As long as relational databases have been around, query performance has always been one of the top issues that every DBA has to spend some amount of time troubleshooting. As much as we would like to be able to make sure the performance of a query is optimal before it goes into production, there are many factors that come into play that can prevent this from happening. Inadequate test environments, changing data in production (data volume or the data distribution/cardinality), lack of testing and even other software running on the server are just some of the factors that can lead to poor query performance.
No one likes getting that call that the application is down or is very slow responding and they suspect it is the database that is causing the issue. It would be great that if when you do get that call, you could perform a quick check and see if there are any issues on any of your databases that could be causing this poor performance.
Also, while it's never fun dealing with an ongoing performance crisis at least with a real-time performance issue it gives you an easy place to start your troubleshooting.
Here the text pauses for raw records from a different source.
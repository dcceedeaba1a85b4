//! Compact identifiers for grammar entities.
//!
//! Every entity a grammar owns is addressed by a `u32` newtype. Ids are
//! assigned once and never reused, so downstream caches may key on them for
//! the lifetime of the grammar.

use std::fmt;

/// Defines a dense index newtype with the usual accessors.
macro_rules! define_id {
    ($(#[$meta:meta])* $name:ident, $label:literal) => {
        $(#[$meta])*
        #[derive(Copy, Clone, Eq, PartialEq, Ord, PartialOrd, Hash)]
        #[repr(transparent)]
        pub struct $name(u32);

        impl $name {
            #[inline]
            pub const fn new(index: u32) -> Self {
                $name(index)
            }

            /// Index into the owning table.
            #[inline]
            pub const fn index(self) -> usize {
                self.0 as usize
            }

            #[inline]
            pub const fn raw(self) -> u32 {
                self.0
            }
        }

        impl fmt::Debug for $name {
            fn fmt(&self, f: &mut fmt::Formatter<'_>) -> fmt::Result {
                write!(f, concat!($label, "({})"), self.0)
            }
        }
    };
}

define_id!(
    /// Non-terminal (ruleset) identifier.
    RuleId,
    "RuleId"
);

define_id!(
    /// Bounded-repetition group identifier.
    GroupId,
    "GroupId"
);

define_id!(
    /// Terminal set identifier. Sets are content-addressed, so equal member
    /// lists always share one id.
    SetId,
    "SetId"
);

/// Terminal identifier.
///
/// # Layout
/// - `0..=0x10_FFFF`: single-codepoint terminals, the id *is* the codepoint
/// - `FIRST_SYMBOL..`: registered multi-character symbols
/// - `UNKNOWN`, `END`: reserved sentinels produced by token sources
#[derive(Copy, Clone, Eq, PartialEq, Ord, PartialOrd, Hash)]
#[repr(transparent)]
pub struct TerminalId(u32);

impl TerminalId {
    /// First id handed out to registered text symbols.
    pub const FIRST_SYMBOL: u32 = 0x11_0000;

    /// Token the tokenizer could not classify. Only `any`, classes and sets
    /// can match it.
    pub const UNKNOWN: TerminalId = TerminalId(u32::MAX - 1);

    /// End of input.
    pub const END: TerminalId = TerminalId(u32::MAX);

    #[inline]
    pub const fn new(raw: u32) -> Self {
        TerminalId(raw)
    }

    #[inline]
    pub const fn from_char(c: char) -> Self {
        TerminalId(c as u32)
    }

    #[inline]
    pub const fn raw(self) -> u32 {
        self.0
    }

    /// The codepoint this terminal stands for, if it is a codepoint terminal.
    #[inline]
    pub fn as_char(self) -> Option<char> {
        if self.0 < Self::FIRST_SYMBOL {
            char::from_u32(self.0)
        } else {
            None
        }
    }

    #[inline]
    pub const fn is_sentinel(self) -> bool {
        self.0 >= Self::UNKNOWN.0
    }
}

impl fmt::Debug for TerminalId {
    fn fmt(&self, f: &mut fmt::Formatter<'_>) -> fmt::Result {
        match *self {
            Self::END => write!(f, "TerminalId::END"),
            Self::UNKNOWN => write!(f, "TerminalId::UNKNOWN"),
            id => match id.as_char() {
                Some(c) => write!(f, "TerminalId({c:?})"),
                None => write!(f, "TerminalId({})", id.0),
            },
        }
    }
}

#[cfg(test)]
mod tests;
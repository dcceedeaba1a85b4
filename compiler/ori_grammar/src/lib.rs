//! Ori Grammar - grammar model for the Earley engine.
//!
//! This crate owns everything about a grammar that exists before parsing:
//! - Terminals, rules, productions, repetition groups and terminal sets
//! - Nullability analysis (needed for Aycock/Horspool prediction)
//! - Fault-tolerant rewriting of terminal usages into penalized rules
//! - Immutable snapshots handed to the recognizer
//!
//! # Design Philosophy
//!
//! - **Ids everywhere**: rules, groups, sets and terminals are `u32` handles
//!   that stay valid for the lifetime of the grammar.
//! - **Concurrent construction**: registration takes `&self` and converges on
//!   one id when callers race on the same name or text.
//! - **Recovery in the grammar**: error tolerance is a grammar rewrite, not a
//!   recognizer feature.

mod display;
mod error;
mod grammar;
mod ids;
mod nullable;
mod snapshot;
mod symbol;
mod tolerant;

pub use display::{GrammarDump, SymbolWriter};
pub use error::{GrammarError, GrammarResult};
pub use grammar::{
    Grammar, GrammarOptions, GroupDef, Production, RuleDef, UserData, UserKey,
};
pub use ids::{GroupId, RuleId, SetId, TerminalId};
pub use snapshot::GrammarSnapshot;
pub use symbol::{CharClass, SetMember, Symbol};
Having someone send an email or catch you in the lunch room and tell you they were running some reports or using an application at some point in the past (days or even weeks back) and the application response time was much slower than normal. Would you be able to look into if it was at all caused by a database system or query issue?
Having a tool that is able to provide a quick diagnosis of these types of issues is something every database professional should have in their toolbox. Could you suggest a solution that could provide insight into the questions posed above?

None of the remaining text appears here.